Certains analystes décrivent cette décision comme assez symbolique, puisque le Kazakhstan entretient déjà des relations diplomatiques avec Israël et un engagement économique limité. Cependant, cela revêt une importance stratégique plus large.
Même une petite république d’Asie centrale rejoignant ces accords renforce l’influence diplomatique des États-Unis et élargit la sphère d’influence de Washington dans une région longtemps dominée par la Russie et de plus en plus courtisée par la Chine. Elle renforce également le leadership américain dans la formation d’alliances mondiales.

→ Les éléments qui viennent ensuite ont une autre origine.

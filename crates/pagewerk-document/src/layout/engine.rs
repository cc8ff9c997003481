// SPDX-License-Identifier: PMPL-1.0-or-later
// Copyright (c) 2026 Jonathan D.A. Jewell (hyperpolymath) <jonathan.jewell@open.ac.uk>
//
// Page layout engine: decide, for each image in registry order, which page it
// lands on and where. Pure: no decoding, no encoding, no I/O.
//
// Coordinates are millimetres with the origin at the top-left corner of the
// page and y growing downwards. The PDF writer flips them.

use pagewerk_core::error::{PagewerkError, Result};
use pagewerk_core::{Dimensions, ExportConfig, FitMode, ImageId};
use tracing::{debug, instrument};

/// Vertical gap between consecutive images in stack-flow mode, in millimetres.
pub const STACK_GAP_MM: f32 = 10.0;

/// Page geometry and fit policy for one conversion run.
#[derive(Debug, Clone, Copy, PartialEq)]
pub struct LayoutConfig {
    pub page_width: f32,
    pub page_height: f32,
    /// Applied on all four sides.
    pub margin: f32,
    pub fit_mode: FitMode,
}

impl LayoutConfig {
    /// Width of the area inside the margins.
    pub fn usable_width(&self) -> f32 {
        (self.page_width - 2.0 * self.margin).max(0.0)
    }

    /// Height of the area inside the margins.
    pub fn usable_height(&self) -> f32 {
        (self.page_height - 2.0 * self.margin).max(0.0)
    }

    /// Reject margins that are negative (or NaN) or that leave no usable
    /// area on the shorter page side.
    pub fn validate(&self) -> Result<()> {
        let short_side = self.page_width.min(self.page_height);
        if self.margin >= 0.0 && 2.0 * self.margin < short_side {
            return Ok(());
        }
        Err(PagewerkError::InvalidMargin {
            margin_mm: self.margin,
            page_width: self.page_width,
            page_height: self.page_height,
        })
    }
}

impl From<&ExportConfig> for LayoutConfig {
    fn from(config: &ExportConfig) -> Self {
        let (page_width, page_height) = config.page_size_mm();
        Self {
            page_width,
            page_height,
            margin: config.margin_mm,
            fit_mode: config.fit_mode,
        }
    }
}

/// An image whose intrinsic size is known.
#[derive(Debug, Clone, Copy, PartialEq, Eq)]
pub struct SizedImage {
    pub id: ImageId,
    pub dimensions: Dimensions,
}

impl SizedImage {
    pub fn new(id: ImageId, width: u32, height: u32) -> Self {
        Self {
            id,
            dimensions: Dimensions::new(width, height),
        }
    }
}

/// Where one image goes: page index plus bounding box in millimetres.
#[derive(Debug, Clone, Copy, PartialEq)]
pub struct Placement {
    pub image_id: ImageId,
    pub page_index: usize,
    pub x: f32,
    pub y: f32,
    pub width: f32,
    pub height: f32,
}

/// Scale `dimensions` into a `box_width` x `box_height` box, preserving the
/// aspect ratio. Width-bound first; falls back to height-bound when the
/// width-bound height would overflow.
///
/// `dimensions` must not contain a zero.
pub fn fit_to_box(dimensions: Dimensions, box_width: f32, box_height: f32) -> (f32, f32) {
    let ratio = dimensions.width as f32 / dimensions.height as f32;
    let mut width = box_width;
    let mut height = width / ratio;
    if height > box_height {
        height = box_height;
        width = height * ratio;
    }
    (width, height)
}

/// Compute one placement per image, in the order given.
///
/// Fails with [`PagewerkError::InvalidMargin`] if the margin does not fit
/// the page, and with [`PagewerkError::InvalidImage`] if any image has a zero
/// dimension; in either case nothing is placed.
#[instrument(skip_all, fields(images = images.len(), fit_mode = ?config.fit_mode))]
pub fn layout(config: &LayoutConfig, images: &[SizedImage]) -> Result<Vec<Placement>> {
    config.validate()?;
    validate_images(images)?;

    let placements = match config.fit_mode {
        FitMode::StackFlow => stack_flow(config, images),
        FitMode::OnePerPageCentered => one_per_page_centered(config, images),
    };

    debug!(
        placements = placements.len(),
        pages = page_count(&placements),
        "Layout complete"
    );
    Ok(placements)
}

/// Number of pages a set of placements spans.
pub fn page_count(placements: &[Placement]) -> usize {
    placements
        .iter()
        .map(|p| p.page_index + 1)
        .max()
        .unwrap_or(0)
}

fn validate_images(images: &[SizedImage]) -> Result<()> {
    match images
        .iter()
        .find(|image| image.dimensions.width == 0 || image.dimensions.height == 0)
    {
        Some(image) => Err(PagewerkError::InvalidImage {
            id: image.id,
            width: image.dimensions.width,
            height: image.dimensions.height,
        }),
        None => Ok(()),
    }
}

fn stack_flow(config: &LayoutConfig, images: &[SizedImage]) -> Vec<Placement> {
    let usable_width = config.usable_width();
    let usable_height = config.usable_height();
    let bottom = config.page_height - config.margin;

    let mut page_index = 0;
    let mut cursor = config.margin;
    let mut page_has_content = false;

    images
        .iter()
        .map(|image| {
            let (width, height) = fit_to_box(image.dimensions, usable_width, usable_height);

            // A fresh page always takes the image; it fits by construction.
            if page_has_content && cursor + height > bottom {
                page_index += 1;
                cursor = config.margin;
            }

            let placement = Placement {
                image_id: image.id,
                page_index,
                x: config.margin,
                y: cursor,
                width,
                height,
            };
            cursor += height + STACK_GAP_MM;
            page_has_content = true;
            placement
        })
        .collect()
}

fn one_per_page_centered(config: &LayoutConfig, images: &[SizedImage]) -> Vec<Placement> {
    let usable_width = config.usable_width();
    let usable_height = config.usable_height();

    images
        .iter()
        .enumerate()
        .map(|(page_index, image)| {
            let (width, height) = fit_to_box(image.dimensions, usable_width, usable_height);
            Placement {
                image_id: image.id,
                page_index,
                x: (config.page_width - width) / 2.0,
                y: (config.page_height - height) / 2.0,
                width,
                height,
            }
        })
        .collect()
}

#[cfg(test)]
mod tests {
    use super::*;
    use pagewerk_core::{Orientation, PaperSize};

    const EPS: f32 = 1e-3;

    fn a4(fit_mode: FitMode) -> LayoutConfig {
        LayoutConfig::from(&ExportConfig {
            fit_mode,
            ..Default::default()
        })
    }

    fn assert_close(actual: f32, expected: f32) {
        assert!(
            (actual - expected).abs() < EPS,
            "expected {expected}, got {actual}"
        );
    }

    fn assert_box(p: &Placement, page: usize, x: f32, y: f32, w: f32, h: f32) {
        assert_eq!(p.page_index, page, "page of {}", p.image_id);
        assert_close(p.x, x);
        assert_close(p.y, y);
        assert_close(p.width, w);
        assert_close(p.height, h);
    }

    #[test]
    fn landscape_then_portrait_breaks_page() {
        let images = [
            SizedImage::new(ImageId(1), 800, 600),
            SizedImage::new(ImageId(2), 600, 800),
        ];
        let placements = layout(&a4(FitMode::StackFlow), &images).unwrap();

        assert_eq!(placements.len(), 2);
        assert_box(&placements[0], 0, 15.0, 15.0, 180.0, 135.0);
        // 180x240 fits the 267mm usable height but not the 122mm left on page 0.
        assert_box(&placements[1], 1, 15.0, 15.0, 180.0, 240.0);
        assert_eq!(page_count(&placements), 2);
    }

    #[test]
    fn small_images_share_a_page() {
        let images: Vec<SizedImage> = (1..=3)
            .map(|n| SizedImage::new(ImageId(n), 1000, 100))
            .collect();
        let placements = layout(&a4(FitMode::StackFlow), &images).unwrap();

        assert_box(&placements[0], 0, 15.0, 15.0, 180.0, 18.0);
        assert_box(&placements[1], 0, 15.0, 43.0, 180.0, 18.0);
        assert_box(&placements[2], 0, 15.0, 71.0, 180.0, 18.0);
        assert_eq!(page_count(&placements), 1);
    }

    #[test]
    fn tall_image_is_height_bound() {
        let images = [SizedImage::new(ImageId(1), 100, 1000)];
        let placements = layout(&a4(FitMode::StackFlow), &images).unwrap();
        assert_box(&placements[0], 0, 15.0, 15.0, 26.7, 267.0);
    }

    #[test]
    fn centered_mode_gives_each_image_its_own_page() {
        let images = [
            SizedImage::new(ImageId(1), 800, 600),
            SizedImage::new(ImageId(2), 600, 800),
            SizedImage::new(ImageId(3), 10, 10),
        ];
        let placements = layout(&a4(FitMode::OnePerPageCentered), &images).unwrap();

        assert_box(&placements[0], 0, 15.0, 81.0, 180.0, 135.0);
        assert_box(&placements[1], 1, 15.0, 28.5, 180.0, 240.0);
        assert_box(&placements[2], 2, 15.0, 58.5, 180.0, 180.0);
        assert_eq!(page_count(&placements), 3);
    }

    #[test]
    fn landscape_orientation_uses_rotated_page() {
        let config = LayoutConfig::from(&ExportConfig {
            paper_size: PaperSize::A4,
            orientation: Orientation::Landscape,
            ..Default::default()
        });
        let images = [SizedImage::new(ImageId(1), 800, 600)];
        let placements = layout(&config, &images).unwrap();
        // 267 wide would need 200.25 tall; the usable height is only 180.
        assert_box(&placements[0], 0, 15.0, 15.0, 240.0, 180.0);
    }

    #[test]
    fn aspect_ratio_is_preserved_within_usable_box() {
        let config = a4(FitMode::StackFlow);
        let sizes = [
            (1, 1),
            (4000, 3000),
            (3000, 4000),
            (1, 5000),
            (5000, 1),
            (1920, 1080),
            (297, 210),
        ];
        for (w, h) in sizes {
            let (width, height) = fit_to_box(
                Dimensions::new(w, h),
                config.usable_width(),
                config.usable_height(),
            );
            let ratio = w as f32 / h as f32;
            assert!(
                ((width / height) - ratio).abs() / ratio < 1e-4,
                "{w}x{h} distorted to {width}x{height}"
            );
            assert!(width <= config.usable_width() + EPS);
            assert!(height <= config.usable_height() + EPS);
        }
    }

    #[test]
    fn zero_height_is_rejected() {
        let images = [SizedImage::new(ImageId(1), 640, 0)];
        let err = layout(&a4(FitMode::StackFlow), &images).unwrap_err();
        assert!(matches!(
            err,
            PagewerkError::InvalidImage { id: ImageId(1), width: 640, height: 0 }
        ));
    }

    #[test]
    fn one_invalid_image_fails_the_whole_run() {
        let images = [
            SizedImage::new(ImageId(1), 800, 600),
            SizedImage::new(ImageId(2), 0, 600),
        ];
        let result = layout(&a4(FitMode::OnePerPageCentered), &images);
        assert!(matches!(result, Err(PagewerkError::InvalidImage { id: ImageId(2), .. })));
    }

    fn with_margin(margin: f32) -> LayoutConfig {
        LayoutConfig {
            margin,
            ..a4(FitMode::StackFlow)
        }
    }

    #[test]
    fn negative_margin_is_rejected() {
        let images = [SizedImage::new(ImageId(1), 800, 600)];
        let err = layout(&with_margin(-50.0), &images).unwrap_err();
        assert!(matches!(err, PagewerkError::InvalidMargin { .. }));
    }

    #[test]
    fn margin_wider_than_half_the_page_is_rejected() {
        let images = [SizedImage::new(ImageId(1), 800, 600)];
        let err = layout(&with_margin(200.0), &images).unwrap_err();
        assert!(matches!(
            err,
            PagewerkError::InvalidMargin { margin_mm, .. } if margin_mm == 200.0
        ));
    }

    #[test]
    fn margin_of_exactly_half_the_short_side_is_rejected() {
        // A4 portrait is 210mm wide; a 105mm margin leaves zero usable width.
        assert!(with_margin(105.0).validate().is_err());
        assert!(with_margin(104.5).validate().is_ok());
    }

    #[test]
    fn nan_margin_is_rejected() {
        assert!(with_margin(f32::NAN).validate().is_err());
    }

    #[test]
    fn zero_margin_uses_the_full_page() {
        let images = [SizedImage::new(ImageId(1), 800, 600)];
        let placements = layout(&with_margin(0.0), &images).unwrap();
        assert_box(&placements[0], 0, 0.0, 0.0, 210.0, 157.5);
    }

    #[test]
    fn empty_input_yields_no_pages() {
        let placements = layout(&a4(FitMode::StackFlow), &[]).unwrap();
        assert!(placements.is_empty());
        assert_eq!(page_count(&placements), 0);
    }
}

Des responsables américains ont déclaré que l’accord renforcerait la coopération israélo-kazakhe dans les domaines de la défense, de la cybersécurité, de l’énergie et des technologies alimentaires. Donald Trump a souligné que d’autres nations « se mettent en ligne » pour rejoindre les accords d’Abraham et a décrit l’inclusion du Kazakhstan comme faisant partie d’une vague croissante de paix et de prospérité.
L’annonce est intervenue juste avant que Trump n’accueille à Washington un sommet avec les dirigeants des cinq pays d’Asie centrale. Avant le sommet, le secrétaire d’État américain Marco Rubio a rencontré le président kazakh Kassym-Jomart Tokaïev pour discuter de l’expansion du commerce, des investissements et de la coopération dans les domaines de l’énergie, de la technologie et des infrastructures.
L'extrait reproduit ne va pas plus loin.